What you return must match the records below exactly, down to each character.

### Supplied records
----------------

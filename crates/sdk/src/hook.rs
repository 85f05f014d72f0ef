//! HOOK object fields and WH_* hook ids
//!
//! A HOOK object lives on a desktop heap and describes one installed
//! message hook: which WH_* chain it belongs to, the thread that installed
//! it, the thread it targets (null for global hooks), and where its
//! procedure lives. Like the handle table, desktop heaps are shared and
//! mutable, so the object is always copied out by value.

use crate::address::KernelAddr;

/// A by-value copy of a HOOK object's fields, taken from the desktop heap
/// through the desktop's client-delta mapping.
#[derive(Debug, Clone, Copy, Default, PartialEq, Eq)]
pub struct HookObject {
    /// WH_* hook id (`iHook`)
    pub id: i32,
    /// Kernel address of the installing thread's THREADINFO (`pti`)
    pub installer: KernelAddr,
    /// Kernel address of the next HOOK in the chain (`phkNext`), null at
    /// the end of the chain
    pub chain_next: KernelAddr,
    /// Offset of the hook procedure within its module (`offPfn`)
    pub install_offset: u64,
    /// HF_* flag word (`flags`)
    pub flags: u32,
    /// Index of the module containing the hook procedure (`ihmod`),
    /// -1 when the procedure is in the installer itself
    pub module_index: i32,
    /// Kernel address of the hooked thread's THREADINFO (`ptiHooked`),
    /// null for global hooks
    pub hooked_thread: KernelAddr,
}

impl HookObject {
    /// Decode the WH_* id, if it is one of the documented hook types
    #[inline]
    pub fn hook_id(&self) -> Option<HookId> {
        HookId::from_raw(self.id)
    }
}

/// The documented WH_* hook types.
///
/// Raw ids range from -1 (`WH_MSGFILTER`) through 14 (`WH_MOUSE_LL`);
/// anything outside that range in a collected object is suspicious but is
/// carried through as the raw integer rather than rejected.
#[derive(Debug, Clone, Copy, PartialEq, Eq, Hash)]
pub enum HookId {
    MsgFilter,
    JournalRecord,
    JournalPlayback,
    Keyboard,
    GetMessage,
    CallWndProc,
    Cbt,
    SysMsgFilter,
    Mouse,
    Hardware,
    Debug,
    Shell,
    ForegroundIdle,
    CallWndProcRet,
    KeyboardLl,
    MouseLl,
}

impl HookId {
    /// Decode a raw `iHook` value
    pub const fn from_raw(raw: i32) -> Option<HookId> {
        match raw {
            -1 => Some(HookId::MsgFilter),
            0 => Some(HookId::JournalRecord),
            1 => Some(HookId::JournalPlayback),
            2 => Some(HookId::Keyboard),
            3 => Some(HookId::GetMessage),
            4 => Some(HookId::CallWndProc),
            5 => Some(HookId::Cbt),
            6 => Some(HookId::SysMsgFilter),
            7 => Some(HookId::Mouse),
            8 => Some(HookId::Hardware),
            9 => Some(HookId::Debug),
            10 => Some(HookId::Shell),
            11 => Some(HookId::ForegroundIdle),
            12 => Some(HookId::CallWndProcRet),
            13 => Some(HookId::KeyboardLl),
            14 => Some(HookId::MouseLl),
            _ => None,
        }
    }

    /// The raw `iHook` value for this hook type
    pub const fn raw(self) -> i32 {
        match self {
            HookId::MsgFilter => -1,
            HookId::JournalRecord => 0,
            HookId::JournalPlayback => 1,
            HookId::Keyboard => 2,
            HookId::GetMessage => 3,
            HookId::CallWndProc => 4,
            HookId::Cbt => 5,
            HookId::SysMsgFilter => 6,
            HookId::Mouse => 7,
            HookId::Hardware => 8,
            HookId::Debug => 9,
            HookId::Shell => 10,
            HookId::ForegroundIdle => 11,
            HookId::CallWndProcRet => 12,
            HookId::KeyboardLl => 13,
            HookId::MouseLl => 14,
        }
    }

    /// The canonical WH_* name
    pub const fn name(self) -> &'static str {
        match self {
            HookId::MsgFilter => "WH_MSGFILTER",
            HookId::JournalRecord => "WH_JOURNALRECORD",
            HookId::JournalPlayback => "WH_JOURNALPLAYBACK",
            HookId::Keyboard => "WH_KEYBOARD",
            HookId::GetMessage => "WH_GETMESSAGE",
            HookId::CallWndProc => "WH_CALLWNDPROC",
            HookId::Cbt => "WH_CBT",
            HookId::SysMsgFilter => "WH_SYSMSGFILTER",
            HookId::Mouse => "WH_MOUSE",
            HookId::Hardware => "WH_HARDWARE",
            HookId::Debug => "WH_DEBUG",
            HookId::Shell => "WH_SHELL",
            HookId::ForegroundIdle => "WH_FOREGROUNDIDLE",
            HookId::CallWndProcRet => "WH_CALLWNDPROCRET",
            HookId::KeyboardLl => "WH_KEYBOARD_LL",
            HookId::MouseLl => "WH_MOUSE_LL",
        }
    }
}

----------------

### Solved problem
filename crates/sdk/src/hook.rs
repository 85f05f014d72f0ef
//! HOOK object fields and WH_* hook ids
//!
//! A HOOK object lives on a desktop heap and describes one installed
//! message hook: which WH_* chain it belongs to, the thread that installed
//! it, the thread it targets (null for global hooks), and where its
//! procedure lives. Like the handle table, desktop heaps are shared and
//! mutable, so the object is always copied out by value.

use crate::address::KernelAddr;

/// A by-value copy of a HOOK object's fields, taken from the desktop heap
/// through the desktop's client-delta mapping.
#[derive(Debug, Clone, Copy, Default, PartialEq, Eq)]
pub struct HookObject {
    /// WH_* hook id (`iHook`)
    pub id: i32,
    /// Kernel address of the installing thread's THREADINFO (`pti`)
    pub installer: KernelAddr,
    /// Kernel address of the next HOOK in the chain (`phkNext`), null at
    /// the end of the chain
    pub chain_next: KernelAddr,
    /// Offset of the hook procedure within its module (`offPfn`)
    pub install_offset: u64,
    /// HF_* flag word (`flags`)
    pub flags: u32,
    /// Index of the module containing the hook procedure (`ihmod`),
    /// -1 when the procedure is in the installer itself
    pub module_index: i32,
    /// Kernel address of the hooked thread's THREADINFO (`ptiHooked`),
    /// null for global hooks
    pub hooked_thread: KernelAddr,
}

impl HookObject {
    /// Decode the WH_* id, if it is one of the documented hook types
    #[inline]
    pub fn hook_id(&self) -> Option<HookId> {
        HookId::from_raw(self.id)
    }
}

/// The documented WH_* hook types.
///
/// Raw ids range from -1 (`WH_MSGFILTER`) through 14 (`WH_MOUSE_LL`);
/// anything outside that range in a collected object is suspicious but is
/// carried through as the raw integer rather than rejected.
#[derive(Debug, Clone, Copy, PartialEq, Eq, Hash)]
pub enum HookId {
    MsgFilter,
    JournalRecord,
    JournalPlayback,
    Keyboard,
    GetMessage,
    CallWndProc,
    Cbt,
    SysMsgFilter,
    Mouse,
    Hardware,
    Debug,
    Shell,
    ForegroundIdle,
    CallWndProcRet,
    KeyboardLl,
    MouseLl,
}

impl HookId {
    /// Decode a raw `iHook` value
    pub const fn from_raw(raw: i32) -> Option<HookId> {
        match raw {
            -1 => Some(HookId::MsgFilter),
            0 => Some(HookId::JournalRecord),
            1 => Some(HookId::JournalPlayback),
            2 => Some(HookId::Keyboard),
            3 => Some(HookId::GetMessage),
            4 => Some(HookId::CallWndProc),
            5 => Some(HookId::Cbt),
            6 => Some(HookId::SysMsgFilter),
            7 => Some(HookId::Mouse),
            8 => Some(HookId::Hardware),
            9 => Some(HookId::Debug),
            10 => Some(HookId::Shell),
            11 => Some(HookId::ForegroundIdle),
            12 => Some(HookId::CallWndProcRet),
            13 => Some(HookId::KeyboardLl),
            14 => Some(HookId::MouseLl),
            _ => None,
        }
    }

    /// The raw `iHook` value for this hook type
    pub const fn raw(self) -> i32 {
        match self {
            HookId::MsgFilter => -1,
            HookId::JournalRecord => 0,
            HookId::JournalPlayback => 1,
            HookId::Keyboard => 2,
            HookId::GetMessage => 3,
            HookId::CallWndProc => 4,
            HookId::Cbt => 5,
            HookId::SysMsgFilter => 6,
            HookId::Mouse => 7,
            HookId::Hardware => 8,
            HookId::Debug => 9,
            HookId::Shell => 10,
            HookId::ForegroundIdle => 11,
            HookId::CallWndProcRet => 12,
            HookId::KeyboardLl => 13,
            HookId::MouseLl => 14,
        }
    }

    /// The canonical WH_* name
    pub const fn name(self) -> &'static str {
        match self {
            HookId::MsgFilter => "WH_MSGFILTER",
            HookId::JournalRecord => "WH_JOURNALRECORD",
            HookId::JournalPlayback => "WH_JOURNALPLAYBACK",
            HookId::Keyboard => "WH_KEYBOARD",
            HookId::GetMessage => "WH_GETMESSAGE",
            HookId::CallWndProc => "WH_CALLWNDPROC",
            HookId::Cbt => "WH_CBT",
            HookId::SysMsgFilter => "WH_SYSMSGFILTER",
            HookId::Mouse => "WH_MOUSE",
            HookId::Hardware => "WH_HARDWARE",
            HookId::Debug => "WH_DEBUG",
            HookId::Shell => "WH_SHELL",
            HookId::ForegroundIdle => "WH_FOREGROUNDIDLE",
            HookId::CallWndProcRet => "WH_CALLWNDPROCRET",
            HookId::KeyboardLl => "WH_KEYBOARD_LL",
            HookId::MouseLl => "WH_MOUSE_LL",
        }
    }
}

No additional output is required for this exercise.